▶ **Exercise material**

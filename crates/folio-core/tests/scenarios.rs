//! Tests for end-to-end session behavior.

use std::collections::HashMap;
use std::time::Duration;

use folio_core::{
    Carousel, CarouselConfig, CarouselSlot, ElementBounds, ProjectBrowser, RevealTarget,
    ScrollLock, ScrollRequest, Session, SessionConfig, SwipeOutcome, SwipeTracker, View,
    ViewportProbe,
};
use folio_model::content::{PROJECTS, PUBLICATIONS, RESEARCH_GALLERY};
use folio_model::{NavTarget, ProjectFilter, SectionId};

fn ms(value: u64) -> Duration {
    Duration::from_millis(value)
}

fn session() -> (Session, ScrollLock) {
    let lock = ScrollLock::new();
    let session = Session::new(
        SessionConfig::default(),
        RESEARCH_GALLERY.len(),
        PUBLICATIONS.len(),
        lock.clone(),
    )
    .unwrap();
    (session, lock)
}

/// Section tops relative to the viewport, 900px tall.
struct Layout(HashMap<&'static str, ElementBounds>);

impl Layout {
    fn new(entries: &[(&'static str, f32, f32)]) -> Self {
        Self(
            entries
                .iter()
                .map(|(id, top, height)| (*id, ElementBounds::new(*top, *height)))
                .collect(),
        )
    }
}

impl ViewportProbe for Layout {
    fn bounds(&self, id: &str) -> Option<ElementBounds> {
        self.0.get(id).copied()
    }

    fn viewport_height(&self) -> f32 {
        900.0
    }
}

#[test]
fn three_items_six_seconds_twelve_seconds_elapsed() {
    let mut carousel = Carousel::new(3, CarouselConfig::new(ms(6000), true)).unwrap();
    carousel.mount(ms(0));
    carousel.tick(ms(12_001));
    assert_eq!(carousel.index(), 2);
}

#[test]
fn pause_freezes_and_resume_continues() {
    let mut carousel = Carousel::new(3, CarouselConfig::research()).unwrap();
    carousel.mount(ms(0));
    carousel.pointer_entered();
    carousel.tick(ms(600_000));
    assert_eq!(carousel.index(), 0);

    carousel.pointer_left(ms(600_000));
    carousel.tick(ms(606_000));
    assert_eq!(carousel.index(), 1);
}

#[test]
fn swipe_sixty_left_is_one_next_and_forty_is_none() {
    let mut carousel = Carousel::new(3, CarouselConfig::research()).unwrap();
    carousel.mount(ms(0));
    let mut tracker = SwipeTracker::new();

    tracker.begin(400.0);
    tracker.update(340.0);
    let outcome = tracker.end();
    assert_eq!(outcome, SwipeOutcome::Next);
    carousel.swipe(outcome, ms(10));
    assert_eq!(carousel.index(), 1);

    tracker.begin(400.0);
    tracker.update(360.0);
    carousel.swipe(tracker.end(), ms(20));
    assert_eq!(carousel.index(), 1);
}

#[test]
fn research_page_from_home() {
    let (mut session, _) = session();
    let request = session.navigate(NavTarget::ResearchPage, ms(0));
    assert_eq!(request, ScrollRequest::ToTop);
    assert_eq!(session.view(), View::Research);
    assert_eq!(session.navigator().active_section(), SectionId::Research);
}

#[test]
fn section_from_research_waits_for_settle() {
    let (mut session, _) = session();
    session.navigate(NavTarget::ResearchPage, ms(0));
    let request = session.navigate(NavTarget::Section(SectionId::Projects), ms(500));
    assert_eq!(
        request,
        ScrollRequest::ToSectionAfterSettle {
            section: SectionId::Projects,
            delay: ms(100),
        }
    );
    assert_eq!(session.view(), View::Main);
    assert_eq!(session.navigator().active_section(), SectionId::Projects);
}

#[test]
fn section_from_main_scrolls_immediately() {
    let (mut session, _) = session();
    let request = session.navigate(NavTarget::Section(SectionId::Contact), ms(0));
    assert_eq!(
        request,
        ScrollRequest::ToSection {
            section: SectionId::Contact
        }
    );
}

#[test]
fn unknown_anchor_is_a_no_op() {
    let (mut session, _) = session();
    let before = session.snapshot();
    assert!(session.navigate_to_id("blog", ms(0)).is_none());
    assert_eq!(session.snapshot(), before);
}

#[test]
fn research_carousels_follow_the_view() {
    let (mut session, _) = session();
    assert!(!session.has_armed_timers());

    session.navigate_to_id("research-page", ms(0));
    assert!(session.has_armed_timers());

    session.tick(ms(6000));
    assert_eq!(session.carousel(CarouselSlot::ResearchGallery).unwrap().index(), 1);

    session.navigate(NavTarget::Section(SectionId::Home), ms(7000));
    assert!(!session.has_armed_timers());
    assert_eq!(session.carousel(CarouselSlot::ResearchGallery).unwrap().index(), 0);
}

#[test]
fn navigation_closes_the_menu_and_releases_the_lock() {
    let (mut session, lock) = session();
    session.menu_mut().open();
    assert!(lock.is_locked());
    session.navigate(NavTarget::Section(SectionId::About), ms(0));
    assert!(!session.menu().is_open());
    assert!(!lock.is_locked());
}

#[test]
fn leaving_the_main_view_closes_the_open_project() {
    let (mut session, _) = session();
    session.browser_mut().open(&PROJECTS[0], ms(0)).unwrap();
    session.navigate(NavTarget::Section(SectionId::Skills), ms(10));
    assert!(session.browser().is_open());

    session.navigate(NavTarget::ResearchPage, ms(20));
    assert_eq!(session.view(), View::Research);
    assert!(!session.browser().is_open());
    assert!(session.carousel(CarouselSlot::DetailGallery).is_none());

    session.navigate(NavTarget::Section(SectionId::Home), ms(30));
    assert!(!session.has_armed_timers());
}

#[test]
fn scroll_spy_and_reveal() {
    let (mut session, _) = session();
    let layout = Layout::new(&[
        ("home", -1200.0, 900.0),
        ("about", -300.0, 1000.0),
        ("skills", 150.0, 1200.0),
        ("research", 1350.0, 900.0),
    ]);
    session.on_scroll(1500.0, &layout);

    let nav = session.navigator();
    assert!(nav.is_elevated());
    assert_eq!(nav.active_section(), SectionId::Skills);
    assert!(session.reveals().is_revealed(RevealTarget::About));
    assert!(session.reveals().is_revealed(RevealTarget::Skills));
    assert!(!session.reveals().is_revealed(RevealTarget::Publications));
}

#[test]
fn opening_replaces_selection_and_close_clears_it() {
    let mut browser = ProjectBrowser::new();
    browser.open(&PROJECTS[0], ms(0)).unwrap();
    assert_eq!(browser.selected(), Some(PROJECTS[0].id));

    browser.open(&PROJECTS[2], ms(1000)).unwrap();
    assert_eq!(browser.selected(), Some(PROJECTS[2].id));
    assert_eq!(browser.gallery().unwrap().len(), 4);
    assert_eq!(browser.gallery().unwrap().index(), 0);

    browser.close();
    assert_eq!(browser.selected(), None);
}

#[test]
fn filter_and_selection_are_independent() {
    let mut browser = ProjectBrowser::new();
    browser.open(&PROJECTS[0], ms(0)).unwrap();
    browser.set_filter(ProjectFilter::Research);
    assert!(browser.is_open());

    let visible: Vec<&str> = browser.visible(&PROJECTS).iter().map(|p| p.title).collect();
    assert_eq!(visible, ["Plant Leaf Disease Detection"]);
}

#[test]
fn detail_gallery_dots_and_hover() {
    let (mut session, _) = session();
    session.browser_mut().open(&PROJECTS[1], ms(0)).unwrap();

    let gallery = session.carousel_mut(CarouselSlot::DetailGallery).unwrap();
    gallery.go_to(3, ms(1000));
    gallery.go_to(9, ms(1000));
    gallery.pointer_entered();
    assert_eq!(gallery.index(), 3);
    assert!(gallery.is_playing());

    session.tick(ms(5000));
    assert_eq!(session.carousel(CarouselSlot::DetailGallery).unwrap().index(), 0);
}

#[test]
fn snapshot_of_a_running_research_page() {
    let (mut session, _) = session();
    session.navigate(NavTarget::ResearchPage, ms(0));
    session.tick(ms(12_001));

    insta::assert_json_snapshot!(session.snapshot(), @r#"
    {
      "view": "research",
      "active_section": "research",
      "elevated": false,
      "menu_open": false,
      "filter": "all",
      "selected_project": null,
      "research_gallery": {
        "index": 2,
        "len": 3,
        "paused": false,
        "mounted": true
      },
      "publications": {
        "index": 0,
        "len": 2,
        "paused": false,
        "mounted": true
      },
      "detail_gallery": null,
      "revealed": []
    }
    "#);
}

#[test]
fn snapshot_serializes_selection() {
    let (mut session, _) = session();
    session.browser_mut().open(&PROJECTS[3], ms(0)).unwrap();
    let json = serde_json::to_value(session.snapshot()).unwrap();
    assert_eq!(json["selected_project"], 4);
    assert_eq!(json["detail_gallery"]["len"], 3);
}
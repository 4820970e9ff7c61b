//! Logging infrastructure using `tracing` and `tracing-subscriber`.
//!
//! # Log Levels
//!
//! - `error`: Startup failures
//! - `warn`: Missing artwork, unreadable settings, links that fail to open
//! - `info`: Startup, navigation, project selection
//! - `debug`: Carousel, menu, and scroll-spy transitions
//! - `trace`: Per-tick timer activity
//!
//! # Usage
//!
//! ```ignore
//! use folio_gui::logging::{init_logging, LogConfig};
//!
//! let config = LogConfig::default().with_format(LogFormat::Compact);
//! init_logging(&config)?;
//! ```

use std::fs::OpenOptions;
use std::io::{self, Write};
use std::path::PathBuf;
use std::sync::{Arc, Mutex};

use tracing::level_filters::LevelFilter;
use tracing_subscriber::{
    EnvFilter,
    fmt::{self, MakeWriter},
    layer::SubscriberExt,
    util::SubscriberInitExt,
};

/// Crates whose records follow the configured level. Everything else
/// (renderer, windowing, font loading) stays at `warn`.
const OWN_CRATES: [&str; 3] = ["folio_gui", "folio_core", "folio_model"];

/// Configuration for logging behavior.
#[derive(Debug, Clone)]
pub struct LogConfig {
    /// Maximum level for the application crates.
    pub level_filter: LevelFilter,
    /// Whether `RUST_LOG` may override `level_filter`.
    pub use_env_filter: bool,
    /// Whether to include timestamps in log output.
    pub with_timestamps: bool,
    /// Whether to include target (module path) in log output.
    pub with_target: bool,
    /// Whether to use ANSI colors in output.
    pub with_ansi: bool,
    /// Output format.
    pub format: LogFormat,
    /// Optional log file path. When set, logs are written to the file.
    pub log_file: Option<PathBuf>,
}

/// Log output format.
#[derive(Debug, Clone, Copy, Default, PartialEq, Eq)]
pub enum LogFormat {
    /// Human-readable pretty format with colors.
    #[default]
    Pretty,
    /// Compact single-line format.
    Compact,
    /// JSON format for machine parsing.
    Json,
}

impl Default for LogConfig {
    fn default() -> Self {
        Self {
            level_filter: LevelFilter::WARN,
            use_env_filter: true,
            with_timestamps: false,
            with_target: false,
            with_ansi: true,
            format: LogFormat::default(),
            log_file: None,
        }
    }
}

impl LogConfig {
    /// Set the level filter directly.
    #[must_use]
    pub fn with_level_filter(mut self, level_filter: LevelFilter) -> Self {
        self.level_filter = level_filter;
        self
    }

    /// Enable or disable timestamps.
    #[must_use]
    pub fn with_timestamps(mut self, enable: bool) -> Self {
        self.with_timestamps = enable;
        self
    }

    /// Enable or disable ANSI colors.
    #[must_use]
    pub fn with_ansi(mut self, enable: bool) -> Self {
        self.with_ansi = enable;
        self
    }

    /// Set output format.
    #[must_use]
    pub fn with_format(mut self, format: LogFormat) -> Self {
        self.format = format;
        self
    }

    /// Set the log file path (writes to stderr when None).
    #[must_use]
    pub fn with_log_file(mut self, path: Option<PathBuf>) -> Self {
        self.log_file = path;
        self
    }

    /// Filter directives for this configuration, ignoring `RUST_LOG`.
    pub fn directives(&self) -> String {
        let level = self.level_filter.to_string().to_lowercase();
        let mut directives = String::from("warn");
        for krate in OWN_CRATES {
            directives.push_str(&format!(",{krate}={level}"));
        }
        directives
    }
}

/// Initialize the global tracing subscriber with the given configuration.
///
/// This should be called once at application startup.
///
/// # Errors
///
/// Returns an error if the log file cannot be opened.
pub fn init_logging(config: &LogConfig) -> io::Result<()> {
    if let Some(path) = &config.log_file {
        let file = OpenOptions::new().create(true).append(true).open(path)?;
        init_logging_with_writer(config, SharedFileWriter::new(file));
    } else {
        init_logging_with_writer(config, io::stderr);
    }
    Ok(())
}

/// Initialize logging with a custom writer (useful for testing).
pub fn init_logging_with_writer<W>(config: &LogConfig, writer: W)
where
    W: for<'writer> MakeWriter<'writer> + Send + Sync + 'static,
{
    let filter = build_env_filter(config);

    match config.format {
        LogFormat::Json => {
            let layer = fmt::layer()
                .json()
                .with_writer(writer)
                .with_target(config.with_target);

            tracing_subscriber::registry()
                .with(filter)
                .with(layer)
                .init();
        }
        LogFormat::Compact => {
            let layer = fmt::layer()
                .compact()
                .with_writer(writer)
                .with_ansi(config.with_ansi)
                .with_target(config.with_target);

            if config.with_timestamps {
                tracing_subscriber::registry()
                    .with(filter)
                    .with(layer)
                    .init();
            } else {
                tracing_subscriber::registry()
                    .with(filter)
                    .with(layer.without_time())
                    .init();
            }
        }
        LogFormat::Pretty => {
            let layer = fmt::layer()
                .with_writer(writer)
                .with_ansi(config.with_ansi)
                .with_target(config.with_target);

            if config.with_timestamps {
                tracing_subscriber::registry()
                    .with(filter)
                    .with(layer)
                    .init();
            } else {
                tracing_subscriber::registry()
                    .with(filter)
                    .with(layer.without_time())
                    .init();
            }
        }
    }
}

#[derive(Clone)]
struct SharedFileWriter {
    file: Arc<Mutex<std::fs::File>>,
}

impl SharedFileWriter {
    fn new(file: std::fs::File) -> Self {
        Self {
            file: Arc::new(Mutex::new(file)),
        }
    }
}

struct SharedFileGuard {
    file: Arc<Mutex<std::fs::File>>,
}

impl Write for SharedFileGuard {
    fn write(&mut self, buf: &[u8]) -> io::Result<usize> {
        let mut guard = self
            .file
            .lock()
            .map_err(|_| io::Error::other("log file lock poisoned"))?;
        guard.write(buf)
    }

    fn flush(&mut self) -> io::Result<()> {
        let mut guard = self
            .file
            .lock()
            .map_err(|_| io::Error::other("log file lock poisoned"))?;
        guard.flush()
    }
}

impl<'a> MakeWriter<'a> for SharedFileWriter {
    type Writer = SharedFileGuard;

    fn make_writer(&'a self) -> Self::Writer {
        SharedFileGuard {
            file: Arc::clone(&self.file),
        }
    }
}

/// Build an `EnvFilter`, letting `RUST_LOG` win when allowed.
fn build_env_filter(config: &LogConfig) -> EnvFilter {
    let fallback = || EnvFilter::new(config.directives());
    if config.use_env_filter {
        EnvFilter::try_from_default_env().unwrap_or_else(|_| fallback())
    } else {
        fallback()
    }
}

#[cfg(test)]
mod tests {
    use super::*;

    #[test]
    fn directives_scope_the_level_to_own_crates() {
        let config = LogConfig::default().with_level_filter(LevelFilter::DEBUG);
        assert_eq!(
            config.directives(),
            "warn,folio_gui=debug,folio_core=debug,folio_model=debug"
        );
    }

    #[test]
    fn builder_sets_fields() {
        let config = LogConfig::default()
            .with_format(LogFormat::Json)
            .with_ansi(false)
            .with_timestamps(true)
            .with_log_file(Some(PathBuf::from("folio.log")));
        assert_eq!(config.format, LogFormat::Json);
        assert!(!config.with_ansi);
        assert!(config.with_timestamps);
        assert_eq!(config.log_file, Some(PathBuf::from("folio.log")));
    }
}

▶ **Your task**
All lines above between those holding "browser.open(&PROJECTS[2], ms(1000)).unwrap();" and "session.browser_mut().open(&PROJECTS[3], ms(0)).unwrap();", inclusive, must be set down unchanged, and no other line may be included.

▶ **Answer section**
    browser.open(&PROJECTS[2], ms(1000)).unwrap();
    assert_eq!(browser.selected(), Some(PROJECTS[2].id));
    assert_eq!(browser.gallery().unwrap().len(), 4);
    assert_eq!(browser.gallery().unwrap().index(), 0);

    browser.close();
    assert_eq!(browser.selected(), None);
}

#[test]
fn filter_and_selection_are_independent() {
    let mut browser = ProjectBrowser::new();
    browser.open(&PROJECTS[0], ms(0)).unwrap();
    browser.set_filter(ProjectFilter::Research);
    assert!(browser.is_open());

    let visible: Vec<&str> = browser.visible(&PROJECTS).iter().map(|p| p.title).collect();
    assert_eq!(visible, ["Plant Leaf Disease Detection"]);
}

#[test]
fn detail_gallery_dots_and_hover() {
    let (mut session, _) = session();
    session.browser_mut().open(&PROJECTS[1], ms(0)).unwrap();

    let gallery = session.carousel_mut(CarouselSlot::DetailGallery).unwrap();
    gallery.go_to(3, ms(1000));
    gallery.go_to(9, ms(1000));
    gallery.pointer_entered();
    assert_eq!(gallery.index(), 3);
    assert!(gallery.is_playing());

    session.tick(ms(5000));
    assert_eq!(session.carousel(CarouselSlot::DetailGallery).unwrap().index(), 0);
}

#[test]
fn snapshot_of_a_running_research_page() {
    let (mut session, _) = session();
    session.navigate(NavTarget::ResearchPage, ms(0));
    session.tick(ms(12_001));

    insta::assert_json_snapshot!(session.snapshot(), @r#"
    {
      "view": "research",
      "active_section": "research",
      "elevated": false,
      "menu_open": false,
      "filter": "all",
      "selected_project": null,
      "research_gallery": {
        "index": 2,
        "len": 3,
        "paused": false,
        "mounted": true
      },
      "publications": {
        "index": 0,
        "len": 2,
        "paused": false,
        "mounted": true
      },
      "detail_gallery": null,
      "revealed": []
    }
    "#);
}

#[test]
fn snapshot_serializes_selection() {
    let (mut session, _) = session();
    session.browser_mut().open(&PROJECTS[3], ms(0)).unwrap();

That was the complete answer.